2 years ago · fcb93c6326
9 changed files with 574 additions and 0 deletions
--- a/generate_references_api.py
+++ b/generate_references_api.py
@ -0,0 +1,188 @@
+import os
+os.environ["CUDA_VISIBLE_DEVICES"] = "0"
+from flask import Flask, jsonify
+from flask import request
+import numpy as np
+import faiss
+import json
+import requests
+import socket
+from sentence_transformers import SentenceTransformer
+
+
+with open("data/lable/id2lable.json", encoding="utf-8") as f:
+    id2lable = json.loads(f.read())
+
+with open("data/lable/lable2id.json", encoding="utf-8") as f:
+    lable2id = json.loads(f.read())
+
+with open("data/discipline_types.json") as f:
+    lable_discipline_types = json.loads(f.read())
+
+
+app = Flask(__name__)
+app.config["JSON_AS_ASCII"] = False
+
+d = 768  # dimension
+model = SentenceTransformer('Dmeta-embedding-zh')
+
+def get_host_ip():
+    """
+    查询本机ip地址
+    :return: ip
+    """
+    try:
+        s = socket.socket(socket.AF_INET, socket.SOCK_DGRAM)

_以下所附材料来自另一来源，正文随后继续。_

//! Office login page

use dioxus::prelude::*;
use treasury_client::SignOutReason;

use crate::auth::use_session;
use crate::components::RedirectTo;
use crate::routes::{landing_route, Route};

#[component]
pub fn Login() -> Element {
    let session = use_session();
    let navigator = use_navigator();

    let mut office_name = use_signal(String::new);
    let mut password = use_signal(String::new);
    let mut error = use_signal(|| None::<String>);
    let mut is_pending = use_signal(|| false);

    // Already signed in: straight to the role's landing view
    if let Some(role) = session.role() {
        return rsx! {
            RedirectTo { to: landing_route(role) }
        };
    }

    let notice = session
        .state
        .read()
        .sign_out_reason()
        .filter(|reason| *reason != SignOutReason::UserRequested)
        .map(|reason| reason.message());

    let client = session.client.clone();
    let handle_login = move |evt: FormEvent| {
        evt.prevent_default();
        let office = office_name().trim().to_string();
        let secret = password();
        let client = client.clone();

        spawn(async move {
            is_pending.set(true);
            error.set(None);

            match client.login(&office, &secret).await {
                Ok(signed_in) => {
                    password.set(String::new());
                    navigator.replace(landing_route(signed_in.role()));
                }
                Err(e) => error.set(Some(e.user_message())),
            }

            is_pending.set(false);
        });
    };

    rsx! {
        div {
            class: "min-h-screen bg-slate-100 flex items-center justify-center px-4",

            div {
                class: "bg-white rounded-lg shadow-md p-8 max-w-md w-full",

                div {
                    class: "mb-6 text-center",
                    h1 { class: "text-2xl font-bold text-gray-900 mb-2", "National Financial System" }
                    p { class: "text-gray-600 text-sm", "Sign in with your office credentials" }
                }

                if let Some(message) = notice {
                    div {
                        class: "mb-4 p-3 bg-blue-50 border border-blue-200 text-blue-800 rounded text-sm",
                        "{message}"
                    }
                }

                if let Some(err) = error() {
                    div {
                        class: "mb-4 p-3 bg-orange-50 border border-orange-200 text-orange-800 rounded text-sm",
                        "{err}"
                    }
                }

                form {
                    onsubmit: handle_login,
                    div {
                        class: "mb-4",
                        label { class: "block text-sm font-medium text-gray-700 mb-2", "Office Name" }
                        input {
                            r#type: "text",
                            value: "{office_name}",
                            oninput: move |e| office_name.set(e.value()),
                            placeholder: "e.g. MinistryOfHealth",
                            class: "w-full px-3 py-2 border border-gray-300 rounded-md focus:outline-none focus:ring-2 focus:ring-emerald-500",
                            disabled: is_pending()
                        }
                    }
                    div {
                        class: "mb-6",
                        label { class: "block text-sm font-medium text-gray-700 mb-2", "Password" }
                        input {
                            r#type: "password",
                            value: "{password}",
                            oninput: move |e| password.set(e.value()),
                            class: "w-full px-3 py-2 border border-gray-300 rounded-md focus:outline-none focus:ring-2 focus:ring-emerald-500",
                            disabled: is_pending()
                        }
                    }
                    button {
                        r#type: "submit",
                        class: "w-full bg-emerald-700 text-white py-2 px-4 rounded-md hover:bg-emerald-800 disabled:opacity-50 disabled:cursor-not-allowed",
                        disabled: is_pending(),
                        if is_pending() { "Signing in..." } else { "Sign In" }
                    }
                }

                div {
                    class: "mt-6 text-center",
                    Link {
                        to: Route::Transparency {},
                        class: "text-sm text-emerald-700 hover:underline",
                        "View the public transparency portal"
                    }
                }
            }
        }
    }
}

+        s.connect(('8.8.8.8', 80))
+        ip = s.getsockname()[0]
+    finally:
+        s.close()
+
+    return ip
+
+# url = "http://{}:50003/roformer".format(str(get_host_ip()))
+url = "http://{}:50003/roformer".format("192.168.31.149")
+
+def dialog_line_parse(url, text):
+    """
+    将数据输入模型进行分析并输出结果
+    :param url: 模型url
+    :param text: 进入模型的数据
+    :return: 模型返回结果
+    """
+
+    response = requests.post(
+        url,
+        json=text,
+        timeout=1000
+    )
+    if response.status_code == 200:
+        return response.json()
+    else:
+        # logger.error(
+        #     "【{}】 Failed to get a proper response from remote "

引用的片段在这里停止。